ABB's geographic diversity is an important way to reduce volatility in order growth as well as hedge against the possible impacts of an economic downturn.
In Q2, we had good order growth across the board with the exception of the Power Systems division in Europe, where we didn’t match the 350-million dollar order we won in Q2 last year to link the Netherlands and the U.K. with an HVDC connection. Orders almost doubled in the Middle East and Africa, mainly because of demand in the oil and gas sector. Asia also continued to do well, mainly in China, where orders were up 19 percent in local currencies. The Americas recorded a solid increase in orders, including 16-percent local currency growth in the U.S.
Brazil and Canada also recorded good double-digit increases, driven by investements from the mining and minerals sectors.

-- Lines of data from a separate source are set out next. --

use clap::Parser;
use serde::Serialize;
use xds_connector::config::cli::{Cli, Command};
use xds_connector::utils::logger;
use xds_connector::utils::validation::{validate_required_field, Validate};
use xds_connector::{
    assemble_submission_set, build_metadata, AvailabilityStatus, DocumentSharingSession,
    HttpTransport, LocalStorage, NewDocument, PatientIds, Result, SessionConfig, XdsError,
};

#[tokio::main]
async fn main() {
    let cli = Cli::parse();
    let loaded = SessionConfig::from_file(&cli.config);

    let (verbose, json) = match &loaded {
        Ok(config) => (
            cli.verbose || config.verbose_logs(),
            cli.json_logs || config.json_logs(),
        ),
        Err(_) => (cli.verbose, cli.json_logs),
    };
    if json {
        logger::init_json_logger(verbose);
    } else {
        logger::init_cli_logger(verbose);
    }

    tracing::info!("Starting xds-connector CLI");

    let result = match loaded {
        Ok(mut config) => {
            cli.apply_overrides(&mut config);
            if verbose {
                tracing::debug!("Session config: {:?}", config);
            }
            run(cli.command, config).await
        }
        Err(e) => Err(e),
    };

    match result {
        Ok(true) => {}
        Ok(false) => std::process::exit(2),
        Err(e) => {
            tracing::error!(
                "❌ Command failed: {} (Category: {:?}, Severity: {:?})",
                e,
                e.category(),
                e.severity()
            );
            tracing::error!("💡 Recovery suggestion: {}", e.recovery_suggestion());

            eprintln!("❌ {}", e.user_friendly_message());
            eprintln!("💡 Suggestion: {}", e.recovery_suggestion());

            std::process::exit(e.exit_code());
        }
    }
}

fn print_json<T: Serialize>(value: &T) -> Result<()> {
    println!("{}", serde_json::to_string_pretty(value)?);
    Ok(())
}

/// Runs one command; `Ok(false)` when the registry or repository reported a failure status.
async fn run(command: Command, config: SessionConfig) -> Result<bool> {
    config.validate()?;

    let storage = LocalStorage::new(config.output_path());
    let session = DocumentSharingSession::new(HttpTransport::new(), storage)
        .with_options(config.session_options());

    match command {
        Command::Query {
            patient, status, ..
        } => {
            let domain = config.query_domain()?;
            let status = if status.is_empty() {
                AvailabilityStatus::default_filter()
            } else {
                status
            };

            let outcome = session
                .query(&domain, &patient.identifier(), &status)
                .await?;
            print_json(&outcome)?;
            Ok(outcome.is_success())
        }
        Command::Download {
            patient,
            destination,
            ..
        } => {
            let domain = config.query_domain()?;
            let report = session
                .download_patient_documents(&domain, &patient.identifier(), destination.as_deref())
                .await?;

            tracing::info!(
                "✅ Stored {} documents, {} failed",
                report.stored.len(),
                report.failures.len()
            );
            print_json(&report)?;
            Ok(report.outcome.is_success() && report.failures.is_empty())
        }
        Command::Fetch {
            patient,
            unique_id,
            destination,
        } => {
            let domain = config.query_domain()?;
            let stored = session
                .fetch_document_by_unique_id(
                    &domain,
                    &patient.identifier(),
                    &unique_id,
                    destination.as_deref(),
                )
                .await?;

            print_json(&serde_json::json!({
                "uniqueId": unique_id,
                "stored": stored,
            }))?;
            Ok(stored.is_some())
        }
        Command::Exists { patient, unique_id } => {
            let domain = config.query_domain()?;
            let exists = session
                .exists_by_unique_id(&domain, &patient.identifier(), &unique_id)
                .await?;

            print_json(&serde_json::json!({
                "uniqueId": unique_id,
                "exists": exists,
            }))?;
            Ok(true)
        }
        Command::Submit {
            patient,
            file,
            unique_id,
            generate_id,
            mime_type,
            title,
            allow_duplicate,
        } => {
            let domain = config.submission_domain()?;
            let content_type_code = validate_required_field(
                "submission.content_type_code",
                &config.submission.content_type_code,
            )?
            .clone();

            let content = tokio::fs::read(&file).await.map_err(|e| {
                XdsError::validation(format!("cannot read '{}': {}", file.display(), e))
            })?;

            let mut document = NewDocument::new(content);
            if let Some(mime_type) = mime_type {
                document = document.with_mime_type(mime_type);
            }
            document = match unique_id {
                Some(unique_id) => document.with_unique_id(unique_id),
                None if generate_id => document.with_generated_unique_id(),
                None => document,
            };

            let mut attributes = config.metadata.clone();
            if title.is_some() {
                attributes.title = title;
            }
            let patient_ids = PatientIds {
                destination: Some(patient.identifier()),
                source: config.submission.source_patient_id.clone(),
            };

            let metadata = build_metadata(&document, &patient_ids, &attributes)?;
            let mut submission_set =
                assemble_submission_set(content_type_code, vec![(document.content, metadata)])?;
            if let Some(author) = config.submission.author.clone() {
                submission_set = submission_set.with_author(author);
            }

            let outcome = if allow_duplicate {
                session.submit(&domain, &submission_set).await?
            } else {
                session
                    .submit_new_document(&domain, &submission_set)
                    .await?
            };

            print_json(&outcome)?;
            Ok(outcome.is_success())
        }
    }
}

As I mentioned, orders in emerging markets exceeded orders in our mature markets for the first time this quarter. This should come as no surprise given our strong local positions in high-growth markets like China, India and eastern Europe but there is still more to do. We can be even stronger in South America and in the Middle East and Africa, and have room to grow in mature markets like the U.S. or Japan. But overall, we are capturing the strong worldwide demand for technologies to deliver reliable power, increase productivity and save energy.

Again, there are plenty of organic growth opportunities for ABB and we are in the right markets with the right technologies to take advantage of them. Strong demand, favorable pricing, high factory loadings, low-cost sourcing and footprint initiatives have all contributed to our higher EBIT and EBIT margins.

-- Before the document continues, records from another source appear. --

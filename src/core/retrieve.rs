use crate::core::call::{classified, within};
use crate::core::{
    AffinityDomain, DocumentReference, Result, RetrievedDocument, Storage, StoredLocation,
    Transport,
};
use crate::domain::ports::RetrieveRequest;
use crate::utils::error::{RetrievalFailure, XdsError};
use std::path::{Component, Path, PathBuf};
use std::time::Duration;

const UUID_URN_PREFIX: &str = "urn:uuid:";

/// Builds the ITI-43 request for `reference` against the domain's repository.
pub fn retrieve_request(
    domain: &AffinityDomain,
    reference: &DocumentReference,
) -> Result<RetrieveRequest> {
    let repository = domain.require_repository()?;
    Ok(RetrieveRequest {
        repository_unique_id: reference.repository_unique_id.clone(),
        repository_uri: repository.uri().clone(),
        document_unique_id: reference.unique_id.clone(),
    })
}

/// `repositoryUniqueId_entryUUID_mime.type`, e.g. `1.1.4567332.1.2_6f1d..._text.xml`.
///
/// The same reference always maps to the same name.
pub fn stored_file_name(reference: &DocumentReference) -> Result<String> {
    let entry_uuid = reference
        .entry_uuid
        .strip_prefix(UUID_URN_PREFIX)
        .unwrap_or(&reference.entry_uuid);
    let mime_type = reference.mime_type.replace('/', ".");

    for (field, part) in [
        ("repositoryUniqueId", reference.repository_unique_id.as_str()),
        ("entryUUID", entry_uuid),
        ("mimeType", mime_type.as_str()),
    ] {
        if part.is_empty() || part.contains(['/', '\\', '\0']) || part.contains("..") {
            return Err(XdsError::validation(format!(
                "{} '{}' cannot be used in a file name",
                field, part
            )));
        }
    }

    Ok(format!(
        "{}_{}_{}",
        reference.repository_unique_id, entry_uuid, mime_type
    ))
}

/// Relative storage path for `name`, optionally inside a caller-chosen subdirectory.
pub fn storage_path(destination: Option<&str>, name: &str) -> Result<String> {
    let Some(destination) = destination.filter(|d| !d.is_empty()) else {
        return Ok(name.to_string());
    };

    let escapes = Path::new(destination)
        .components()
        .any(|c| !matches!(c, Component::Normal(_) | Component::CurDir));
    if escapes {
        return Err(XdsError::validation(format!(
            "destination '{}' must be a relative path below the storage root",
            destination
        )));
    }

    Ok(format!("{}/{}", destination.trim_end_matches('/'), name))
}

/// Repository retrieval (ITI-43) plus deterministic local persistence.
pub struct RetrievalEngine<'a, T: Transport, S: Storage> {
    transport: &'a T,
    storage: &'a S,
    deadline: Option<Duration>,
}

impl<'a, T: Transport, S: Storage> RetrievalEngine<'a, T, S> {
    pub fn new(transport: &'a T, storage: &'a S, deadline: Option<Duration>) -> Self {
        Self {
            transport,
            storage,
            deadline,
        }
    }

    /// Fetches the first attachment for `reference`.
    ///
    /// Zero attachments is `RetrievalError { NoAttachments }`, the normal "not found" answer.
    /// No response at all is `TransportUnavailable`.
    pub async fn retrieve(
        &self,
        domain: &AffinityDomain,
        reference: &DocumentReference,
    ) -> Result<RetrievedDocument> {
        let request = retrieve_request(domain, reference)?;
        let repository = domain.require_repository()?;

        tracing::debug!(
            "Retrieving {} from repository {} at {}",
            request.document_unique_id,
            request.repository_unique_id,
            request.repository_uri
        );

        let outcome = classified(
            self.deadline,
            "retrieve document set",
            self.transport.send_retrieve_request(repository, &request),
        )
        .await?;

        if let Some(reason) = outcome.transport_error {
            return Err(XdsError::unavailable(reason));
        }

        let attachment_count = outcome.attachments.len();
        let Some(first) = outcome.attachments.into_iter().next() else {
            tracing::info!(
                "Repository returned no attachments for {} (status {})",
                reference.unique_id,
                outcome.status
            );
            return Err(XdsError::RetrievalError {
                reason: RetrievalFailure::NoAttachments,
            });
        };

        if !outcome.errors.is_empty() {
            tracing::warn!(
                "Retrieve of {} returned {} errors alongside the document",
                reference.unique_id,
                outcome.errors.len()
            );
        }
        tracing::info!(
            "Retrieve successful. Retrieved: {} documents.",
            attachment_count
        );

        Ok(RetrievedDocument {
            content: first.content,
            mime_type: first.mime_type,
            status: outcome.status,
            errors: outcome.errors,
            attachment_count,
        })
    }

    /// Path the content of `reference` would be stored at, if it already exists.
    pub async fn existing(
        &self,
        reference: &DocumentReference,
        destination: Option<&str>,
    ) -> Result<Option<PathBuf>> {
        let path = storage_path(destination, &stored_file_name(reference)?)?;
        self.storage.existing(&path).await
    }

    /// Writes `content` under the deterministic name of `reference`.
    ///
    /// Storing the same reference twice overwrites the single file in place.
    pub async fn store(
        &self,
        reference: &DocumentReference,
        content: &[u8],
        destination: Option<&str>,
    ) -> Result<StoredLocation> {
        let path = storage_path(destination, &stored_file_name(reference)?)?;
        let written = within(
            self.deadline,
            "store document",
            self.storage.write_file(&path, content),
        )
        .await?;

        tracing::info!("Document was stored to: {}", written.display());
        Ok(StoredLocation {
            path: written,
            reused: false,
        })
    }
}

#[cfg(test)]
mod tests {
    use super::*;
    use crate::core::test_support::*;
    use crate::core::ResponseStatus;
    use crate::domain::ports::TransportResponse;

    #[test]
    fn test_stored_file_name_is_deterministic() {
        let reference = DocumentReference {
            entry_uuid: "urn:uuid:6f1d2a4e-1b7c-4c55-9d41-0e2f3a6b7c8d".to_string(),
            unique_id: "1.2.3".to_string(),
            repository_unique_id: "1.1.4567332.1.2".to_string(),
            mime_type: "text/xml".to_string(),
            patient_id: None,
        };

        let name = stored_file_name(&reference).unwrap();
        assert_eq!(
            name,
            "1.1.4567332.1.2_6f1d2a4e-1b7c-4c55-9d41-0e2f3a6b7c8d_text.xml"
        );
        assert_eq!(stored_file_name(&reference.clone()).unwrap(), name);
    }

    #[test]
    fn test_stored_file_name_rejects_path_tricks() {
        let mut traversal = reference(1);
        traversal.repository_unique_id = "../etc".to_string();
        assert!(matches!(
            stored_file_name(&traversal),
            Err(XdsError::ValidationError { .. })
        ));

        let mut backslash = reference(1);
        backslash.entry_uuid = "urn:uuid:a\\b".to_string();
        assert!(stored_file_name(&backslash).is_err());
    }

    #[test]
    fn test_storage_path() {
        assert_eq!(storage_path(None, "f").unwrap(), "f");
        assert_eq!(storage_path(Some(""), "f").unwrap(), "f");
        assert_eq!(storage_path(Some("patient-42/"), "f").unwrap(), "patient-42/f");
        assert!(storage_path(Some("../outside"), "f").is_err());
        assert!(storage_path(Some("/abs"), "f").is_err());
    }

    #[tokio::test]
    async fn test_retrieve_builds_request_from_reference() {
        let transport = MockTransport::new().on_retrieve(with_attachment(b"<ClinicalDocument/>"));
        let storage = MockStorage::new();
        let engine = RetrievalEngine::new(&transport, &storage, None);

        let document = engine.retrieve(&domain(), &reference(1)).await.unwrap();

        assert_eq!(document.content, b"<ClinicalDocument/>");
        assert_eq!(document.status, ResponseStatus::Success);
        assert_eq!(document.attachment_count, 1);

        match &transport.calls()[0] {
            RecordedCall::Retrieve(request) => {
                assert_eq!(request.repository_unique_id, "1.1.4567332.1.2");
                assert_eq!(request.document_unique_id, "1.2.3.1");
                assert_eq!(
                    request.repository_uri.as_str(),
                    "http://localhost:9091/xds-iti43"
                );
            }
            other => panic!("unexpected call {:?}", other),
        }
    }

    #[tokio::test]
    async fn test_zero_attachments_is_not_found_and_stores_nothing() {
        let transport = MockTransport::new().on_retrieve(TransportResponse {
            status: Some("Failure".to_string()),
            ..Default::default()
        });
        let storage = MockStorage::new();
        let engine = RetrievalEngine::new(&transport, &storage, None);

        let err = engine.retrieve(&domain(), &reference(1)).await.unwrap_err();

        assert!(matches!(
            err,
            XdsError::RetrievalError {
                reason: RetrievalFailure::NoAttachments
            }
        ));
        assert_eq!(storage.file_count(), 0);
    }

    #[tokio::test]
    async fn test_transport_failure_is_unavailable() {
        let transport = MockTransport::new().failing_retrieve("connection reset");
        let storage = MockStorage::new();
        let engine = RetrievalEngine::new(&transport, &storage, None);

        let err = engine.retrieve(&domain(), &reference(1)).await.unwrap_err();
        assert!(matches!(err, XdsError::TransportUnavailable { .. }));
    }

    #[tokio::test]
    async fn test_store_is_idempotent() {
        let transport = MockTransport::new();
        let storage = MockStorage::new();
        let engine = RetrievalEngine::new(&transport, &storage, None);
        let reference = reference(1);

        let first = engine.store(&reference, b"v1", None).await.unwrap();
        let second = engine.store(&reference, b"v1", None).await.unwrap();

        assert_eq!(first.path, second.path);
        assert_eq!(storage.file_count(), 1);
        let name = stored_file_name(&reference).unwrap();
        assert_eq!(storage.get_file(&name).unwrap(), b"v1");
        assert_eq!(
            engine.existing(&reference, None).await.unwrap(),
            Some(PathBuf::from(name))
        );
    }

    #[tokio::test]
    async fn test_storage_errors_are_raised() {
        let transport = MockTransport::new();
        let storage = MockStorage::failing();
        let engine = RetrievalEngine::new(&transport, &storage, None);

        let err = engine.store(&reference(1), b"v1", None).await.unwrap_err();
        assert!(matches!(err, XdsError::IoError(_)));
    }
}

This was an excellent quarter, with record orders, revenues and EBIT. We generated almost one billion dollars in cash from operations during the second quarter, despite the increased need for working capital to support growth. Our challenges for the remainder of the year are unchanged. Executing the backlog, on time and to our usual high standard of quality, remains priority Number One. Supporting this will be significant capital expenditures to ensure we have the capacity to deliver on the order backlog and investments in R&D to protect our leading technology positions. This is critical to further build our competitive advantages and capture the organic growth opportunities that lie ahead of us.

I would like to share now the outlook for the reminder of the year.

Our macro-economic assumptions for the rest of the year. This has not changed since we first presented it in February. We believe the demand for improvement to power infrastructure will continue in all regions. Energy efficiency, productivity and renewable energy will all remain key themes going forward, even in the event there would be a broader economic downturn. Capacity constraints in raw materials and the availability of qualified people will also continue to be factors in our business development going forward. As for the issue of decoupling, we do not yet see any impact on emerging market economies from the slowdown in the U.S. When it comes to the outlook more specifically for our businesses we see the power sector continuing to develop favorably while economic growth in the emerging economies and further investments in the raw materials processing sectors are expected to fuel growth on the automation side. Based on this outlook, and barring an extended recession in the global economy, we confirm our expectations of growth rates in our the power-related activities for the full year 2008 of about 15-20 percent. As a result of the very satisfactory growth recorded in the first half of the year, we now expect full-year growth in our automation activities to be clearly above the 10 percent guidance we gave you in the first quarter.

With that, ladies and gentlemen, I’d like to thank you for your attention and open the line to questions.